◆ Record extracts ◆
BEGIN

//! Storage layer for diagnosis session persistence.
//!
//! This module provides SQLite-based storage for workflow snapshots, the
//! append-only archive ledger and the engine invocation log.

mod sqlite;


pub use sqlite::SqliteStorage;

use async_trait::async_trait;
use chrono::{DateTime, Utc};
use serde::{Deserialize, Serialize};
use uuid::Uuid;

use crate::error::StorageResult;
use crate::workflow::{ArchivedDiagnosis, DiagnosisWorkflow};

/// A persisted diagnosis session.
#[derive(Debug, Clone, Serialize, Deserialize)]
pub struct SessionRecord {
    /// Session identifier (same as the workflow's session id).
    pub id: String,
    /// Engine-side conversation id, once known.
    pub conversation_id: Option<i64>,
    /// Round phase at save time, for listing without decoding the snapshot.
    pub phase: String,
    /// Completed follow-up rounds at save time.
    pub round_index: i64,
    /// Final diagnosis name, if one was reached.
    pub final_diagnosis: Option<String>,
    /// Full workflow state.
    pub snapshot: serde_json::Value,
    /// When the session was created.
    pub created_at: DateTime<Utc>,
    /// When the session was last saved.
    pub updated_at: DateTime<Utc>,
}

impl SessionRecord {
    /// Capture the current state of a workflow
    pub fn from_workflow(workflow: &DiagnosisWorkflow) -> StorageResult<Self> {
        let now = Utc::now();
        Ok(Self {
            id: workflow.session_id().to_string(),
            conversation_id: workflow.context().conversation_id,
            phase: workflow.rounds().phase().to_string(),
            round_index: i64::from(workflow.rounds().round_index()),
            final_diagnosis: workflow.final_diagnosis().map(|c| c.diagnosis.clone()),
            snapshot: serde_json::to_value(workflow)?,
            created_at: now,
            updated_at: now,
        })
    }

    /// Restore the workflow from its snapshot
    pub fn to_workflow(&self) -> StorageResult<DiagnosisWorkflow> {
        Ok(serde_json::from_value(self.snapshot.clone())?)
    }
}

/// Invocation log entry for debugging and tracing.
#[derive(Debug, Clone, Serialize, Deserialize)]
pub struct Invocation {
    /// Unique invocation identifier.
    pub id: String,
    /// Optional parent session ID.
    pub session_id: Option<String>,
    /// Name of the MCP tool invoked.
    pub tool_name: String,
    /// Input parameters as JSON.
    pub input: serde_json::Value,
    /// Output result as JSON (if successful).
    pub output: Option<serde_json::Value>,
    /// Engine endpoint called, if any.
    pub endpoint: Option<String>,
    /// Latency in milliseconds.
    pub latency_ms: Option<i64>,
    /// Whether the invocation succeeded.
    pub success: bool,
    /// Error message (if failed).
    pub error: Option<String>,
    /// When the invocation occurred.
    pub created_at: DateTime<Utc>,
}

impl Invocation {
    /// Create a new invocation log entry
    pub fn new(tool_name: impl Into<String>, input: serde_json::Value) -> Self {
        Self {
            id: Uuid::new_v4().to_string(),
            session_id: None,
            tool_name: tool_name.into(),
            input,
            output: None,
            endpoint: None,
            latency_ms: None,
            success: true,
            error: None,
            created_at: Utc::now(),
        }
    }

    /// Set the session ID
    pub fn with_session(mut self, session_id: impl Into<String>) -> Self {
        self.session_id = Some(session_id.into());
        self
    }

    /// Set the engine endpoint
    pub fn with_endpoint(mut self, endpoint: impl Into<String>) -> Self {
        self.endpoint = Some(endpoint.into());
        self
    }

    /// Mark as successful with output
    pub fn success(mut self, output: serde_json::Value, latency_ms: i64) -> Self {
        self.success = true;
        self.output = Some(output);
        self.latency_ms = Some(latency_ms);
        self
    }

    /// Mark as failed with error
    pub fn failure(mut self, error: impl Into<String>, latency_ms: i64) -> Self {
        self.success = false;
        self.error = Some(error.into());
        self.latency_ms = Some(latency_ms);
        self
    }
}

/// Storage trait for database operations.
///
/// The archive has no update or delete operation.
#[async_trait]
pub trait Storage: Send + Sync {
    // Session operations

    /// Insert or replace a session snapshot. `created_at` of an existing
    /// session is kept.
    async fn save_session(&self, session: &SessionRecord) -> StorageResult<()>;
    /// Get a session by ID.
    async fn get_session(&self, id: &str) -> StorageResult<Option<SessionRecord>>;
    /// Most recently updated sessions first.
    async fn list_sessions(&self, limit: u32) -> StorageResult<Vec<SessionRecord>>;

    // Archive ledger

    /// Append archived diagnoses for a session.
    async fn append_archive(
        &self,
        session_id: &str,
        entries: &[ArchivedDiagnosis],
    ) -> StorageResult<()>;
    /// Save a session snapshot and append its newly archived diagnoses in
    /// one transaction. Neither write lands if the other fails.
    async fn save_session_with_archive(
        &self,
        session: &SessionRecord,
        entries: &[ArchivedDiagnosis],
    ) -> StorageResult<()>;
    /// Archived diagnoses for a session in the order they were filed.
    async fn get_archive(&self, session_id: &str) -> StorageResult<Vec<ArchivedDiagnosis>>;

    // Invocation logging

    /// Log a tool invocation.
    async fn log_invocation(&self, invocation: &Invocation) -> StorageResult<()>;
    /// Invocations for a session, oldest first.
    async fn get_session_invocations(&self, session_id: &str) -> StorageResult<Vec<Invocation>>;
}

END

◆ What needs to be done ◆
The material must be transcribed exactly, down to the last line.

◆ Task solution ◆
//! Storage layer for diagnosis session persistence.
//!
//! This module provides SQLite-based storage for workflow snapshots, the
//! append-only archive ledger and the engine invocation log.

mod sqlite;


pub use sqlite::SqliteStorage;

use async_trait::async_trait;
use chrono::{DateTime, Utc};
use serde::{Deserialize, Serialize};
use uuid::Uuid;

use crate::error::StorageResult;
use crate::workflow::{ArchivedDiagnosis, DiagnosisWorkflow};

/// A persisted diagnosis session.
#[derive(Debug, Clone, Serialize, Deserialize)]
pub struct SessionRecord {
    /// Session identifier (same as the workflow's session id).
    pub id: String,
    /// Engine-side conversation id, once known.
    pub conversation_id: Option<i64>,
    /// Round phase at save time, for listing without decoding the snapshot.
    pub phase: String,
    /// Completed follow-up rounds at save time.
    pub round_index: i64,
    /// Final diagnosis name, if one was reached.
    pub final_diagnosis: Option<String>,
    /// Full workflow state.
    pub snapshot: serde_json::Value,
    /// When the session was created.
    pub created_at: DateTime<Utc>,
    /// When the session was last saved.
    pub updated_at: DateTime<Utc>,
}

impl SessionRecord {
    /// Capture the current state of a workflow
    pub fn from_workflow(workflow: &DiagnosisWorkflow) -> StorageResult<Self> {
        let now = Utc::now();
        Ok(Self {
            id: workflow.session_id().to_string(),
            conversation_id: workflow.context().conversation_id,
            phase: workflow.rounds().phase().to_string(),
            round_index: i64::from(workflow.rounds().round_index()),
            final_diagnosis: workflow.final_diagnosis().map(|c| c.diagnosis.clone()),
            snapshot: serde_json::to_value(workflow)?,
            created_at: now,
            updated_at: now,
        })
    }

    /// Restore the workflow from its snapshot
    pub fn to_workflow(&self) -> StorageResult<DiagnosisWorkflow> {
        Ok(serde_json::from_value(self.snapshot.clone())?)
    }
}

/// Invocation log entry for debugging and tracing.
#[derive(Debug, Clone, Serialize, Deserialize)]
pub struct Invocation {
    /// Unique invocation identifier.
    pub id: String,
    /// Optional parent session ID.
    pub session_id: Option<String>,
    /// Name of the MCP tool invoked.
    pub tool_name: String,
    /// Input parameters as JSON.
    pub input: serde_json::Value,
    /// Output result as JSON (if successful).
    pub output: Option<serde_json::Value>,
    /// Engine endpoint called, if any.
    pub endpoint: Option<String>,
    /// Latency in milliseconds.
    pub latency_ms: Option<i64>,
    /// Whether the invocation succeeded.
    pub success: bool,
    /// Error message (if failed).
    pub error: Option<String>,
    /// When the invocation occurred.
    pub created_at: DateTime<Utc>,
}

impl Invocation {
    /// Create a new invocation log entry
    pub fn new(tool_name: impl Into<String>, input: serde_json::Value) -> Self {
        Self {
            id: Uuid::new_v4().to_string(),
            session_id: None,
            tool_name: tool_name.into(),
            input,
            output: None,
            endpoint: None,
            latency_ms: None,
            success: true,
            error: None,
            created_at: Utc::now(),
        }
    }

    /// Set the session ID
    pub fn with_session(mut self, session_id: impl Into<String>) -> Self {
        self.session_id = Some(session_id.into());
        self
    }

    /// Set the engine endpoint
    pub fn with_endpoint(mut self, endpoint: impl Into<String>) -> Self {
        self.endpoint = Some(endpoint.into());
        self
    }

    /// Mark as successful with output
    pub fn success(mut self, output: serde_json::Value, latency_ms: i64) -> Self {
        self.success = true;
        self.output = Some(output);
        self.latency_ms = Some(latency_ms);
        self
    }

    /// Mark as failed with error
    pub fn failure(mut self, error: impl Into<String>, latency_ms: i64) -> Self {
        self.success = false;
        self.error = Some(error.into());
        self.latency_ms = Some(latency_ms);
        self
    }
}

/// Storage trait for database operations.
///
/// The archive has no update or delete operation.
#[async_trait]
pub trait Storage: Send + Sync {
    // Session operations

    /// Insert or replace a session snapshot. `created_at` of an existing
    /// session is kept.
    async fn save_session(&self, session: &SessionRecord) -> StorageResult<()>;
    /// Get a session by ID.
    async fn get_session(&self, id: &str) -> StorageResult<Option<SessionRecord>>;
    /// Most recently updated sessions first.
    async fn list_sessions(&self, limit: u32) -> StorageResult<Vec<SessionRecord>>;

    // Archive ledger

    /// Append archived diagnoses for a session.
    async fn append_archive(
        &self,
        session_id: &str,
        entries: &[ArchivedDiagnosis],
    ) -> StorageResult<()>;
    /// Save a session snapshot and append its newly archived diagnoses in
    /// one transaction. Neither write lands if the other fails.
    async fn save_session_with_archive(
        &self,
        session: &SessionRecord,
        entries: &[ArchivedDiagnosis],
    ) -> StorageResult<()>;
    /// Archived diagnoses for a session in the order they were filed.
    async fn get_archive(&self, session_id: &str) -> StorageResult<Vec<ArchivedDiagnosis>>;

    // Invocation logging

    /// Log a tool invocation.
    async fn log_invocation(&self, invocation: &Invocation) -> StorageResult<()>;
    /// Invocations for a session, oldest first.
    async fn get_session_invocations(&self, session_id: &str) -> StorageResult<Vec<Invocation>>;
}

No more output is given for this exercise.